5 reasons for establishing a national text labelling and annotation platform for the education sector
In this short article I present five reasons for establishing a national text labelling and annotation service. The list is not meant to be definitive and the rationale for each reason requires further work.
Reason 1: Schools, colleges and universities generate and hold a very large volume of textual data that can be pooled and labelled.
Schools, colleges and universities generate and hold a large volume of data in the form of text. This could be online course materials on a learning management system, student work, a teacher's feedback to his or her students, comments made by teachers and campus support teams as they support students as they journey through their studies, the documents on an intranet, complaints made by students, the responses from student surveys which record their opinions and views about the courses that they have completed or about campus services; and so much more. At the present moment in time the vast majority of this textual data is not labelled or annotated and it remains dormant on the platforms that act as their stores.
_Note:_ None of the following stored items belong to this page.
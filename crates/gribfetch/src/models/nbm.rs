//! National Blend of Models template.
//!
//! NBM publishes no analysis grids; a lead of 0 is substituted with the
//! smallest published lead.

use tracing::warn;

use super::{
    default_idx_suffixes, normalize_product, owned_pairs, remote_basename, IdxDialect,
    ModelTemplate, Template,
};
use crate::error::Result;
use crate::request::Request;

pub struct Nbm;

impl ModelTemplate for Nbm {
    fn model_id(&self) -> &str {
        "nbm"
    }

    fn build(&self, req: &mut Request) -> Result<Template> {
        let products = [
            ("co", "CONUS 13-km resolution"),
            ("ak", "Alaska 13-km resolution"),
            ("gu", "Guam 13-km resolution"),
            ("hi", "Hawaii 13-km resolution"),
            ("pr", "Puerto Rico 13-km resolution"),
        ];
        let product = normalize_product(req, &products)?;

        if req.lead == 0 {
            warn!("NBM does not publish analysis grids; substituting lead=1");
            req.lead = 1;
        }

        let date = req.init_time.format("%Y%m%d");
        let hour = req.init_time.format("%H");
        let post_root = format!(
            "blend.{date}/{hour}/core/blend.t{hour}z.core.f{:03}.{product}.grib2",
            req.lead
        );

        let sources = vec![
            (
                "nomads".to_string(),
                format!("https://nomads.ncep.noaa.gov/pub/data/nccf/com/blend/prod/{post_root}"),
            ),
            (
                "aws".to_string(),
                format!("https://noaa-nbm-grib2-pds.s3.amazonaws.com/{post_root}"),
            ),
        ];

        Ok(Template {
            description: "National Blend of Models".to_string(),
            details: owned_pairs(&[
                (
                    "NOMADS product description",
                    "https://www.nco.ncep.noaa.gov/pmb/products/blend/",
                ),
                ("AWS Registry", "https://registry.opendata.aws/noaa-nbm/"),
            ]),
            products: owned_pairs(&products),
            local_filename: remote_basename(&sources[0].1),
            sources,
            idx_suffixes: default_idx_suffixes(),
            idx_dialect: IdxDialect::Wgrib2,
        })
    }
}

#[cfg(test)]
mod tests {
    use super::*;
    use chrono::{TimeZone, Utc};

    #[test]
    fn analysis_lead_substituted_with_one() {
        let mut req = Request::builder("nbm")
            .init_time(Utc.with_ymd_and_hms(2023, 1, 1, 13, 0, 0).unwrap())
            .build()
            .unwrap();
        let template = Nbm.build(&mut req).unwrap();
        assert_eq!(req.lead, 1);
        assert!(template
            .source("aws")
            .unwrap()
            .ends_with("blend.20230101/13/core/blend.t13z.core.f001.co.grib2"));
    }

    #[test]
    fn nonzero_lead_kept() {
        let mut req = Request::builder("nbm")
            .product("ak")
            .init_time(Utc.with_ymd_and_hms(2023, 1, 1, 13, 0, 0).unwrap())
            .lead(36)
            .build()
            .unwrap();
        Nbm.build(&mut req).unwrap();
        assert_eq!(req.lead, 36);
    }
}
If this large body of text is labelled and annotated, value can be derived through the creation of new AIED services that support students along all points on the student-life-cycle.
Reason 2: Opportunity to establish good ethical practices that can be applied to the collection, annotation and use of training data.
At first sight, the activities that support data labelling and text annotation may appear to be simple but there are many issues that need to be addressed if the work is to be conducted ethically. For example, we need to guard against unethical employment practices regarding the hiring of data labellers to support text annotation projects. Data labellers will be subject specialist teachers or domain experts so the monetary reward for carrying out data labelling needs to be commensurate to the work that they are undertaking. Some data labelling and text annotation projects may involve the handling of sensitive material; such as text about self-harming, mental health or suicide. In these instances, support will need to be provided to individuals who are involved with such projects. Guidance and practice will need to be in place to ensure against bias which may lead to discriminatory practices against individuals or to specific groups of students and teachers. For example, the labelling of postal codes, gender, race, age, learning support needs and more will all need to be addressed. In many cases, red lines will need to be drawn about what is not acceptable practice.
Reason 3: Opportunity to establish good governance arrangements for managing training data across the education sector.
By establishing a national text labelling and annotation service, good governance arrangements could standardise the labelling and annotation processes; especially for small scale AIED projects or for national AIED projects that are designed to support hundreds of thousands of students across the UK. If textual data is supplied by thousands of education institutions across the UK appropriate governance arrangements will need to be put in place to enable the delivery of AIED services that are trusted by everyone who comes to use them; and by the institutions that supply text to the text labelling and annotation service. The lack of a national governance framework for text labelling and annotation services could lead to a fragmented landscape with individual organisations and companies designing and implementing their data labelling projects in isolation from their counterparts and with little or no interoperability between one service and another. A national governance framework will also provide advice and guidance regarding controversial annotation projects that involve facial recognition, the use of sensitive datasets or projects that do not align with the needs of the education sector. Recent reports from UNESCO and Jisc begin to address the ethical concerns of designing, using and managing AIED services but more guidance is still needed regarding data labelling and text annotation.
Reason 4: A large and growing library of annotated text could support the creation of multiple AIED services that address common problems faced by educational institutions.
One of the factors that contributes to complexity is the growing volume of data that permeates through our education institutions. This is especially true if we see every facet of a campus as entities that either produce, manipulate or consume data. The traditional tools that are used to manage data such as management information systems, CRM systems, business intelligence systems, learning management systems and data dashboards all too often fall short. In many cases, they exacerbate the problems that are associated with complexity and urgency. This problem was noted during the 1950s by Norbert Wiener who stated that whilst communication mechanisms do become more efficient, they are subject to increasing levels of entropy. Wiener also stated that external agents could be introduced to control entropy. The agents that support the day-to-day operations of an AIED service are designed to carry out narrow and well defined cognitive tasks, and in doing so, they reduce the level of complexity on our campuses. Mark Weiser and John Seely Brown later coined the term calm technology to describe the nature of these services (Hussain, 2019). One can easily envisage how a large pool of labelled and annotated textual data can be used as a basis for creating new AIED services. A pool of annotated data will also reduce the time and costs that are associated with developing these services.
Reason 5: The establishment of a national text labelling and annotation service supports the creation of new AIED services through a shared, participative and collaborative model.
If cognitive computing is present in every digital service that students or teachers touch; and if we see technology as a human activity, the digital service will itself be shaped and altered by these interactions. This is one of the defining traits of AIED services; and one that sets them apart from legacy EdTech services. The means of production for AIED services are dependent on leveraging the strengths that are inherent in large numbers of people who fulfil tasks that were previously carried out by the few. The participatory model lends itself particularly well to the education sector were the larger group are motivated towards shared goals. If this is the case, AIED services can indeed be developed with a communal spirit. I personally welcome this spirit of cooperation, participation and collaboration (Hussain, 2021).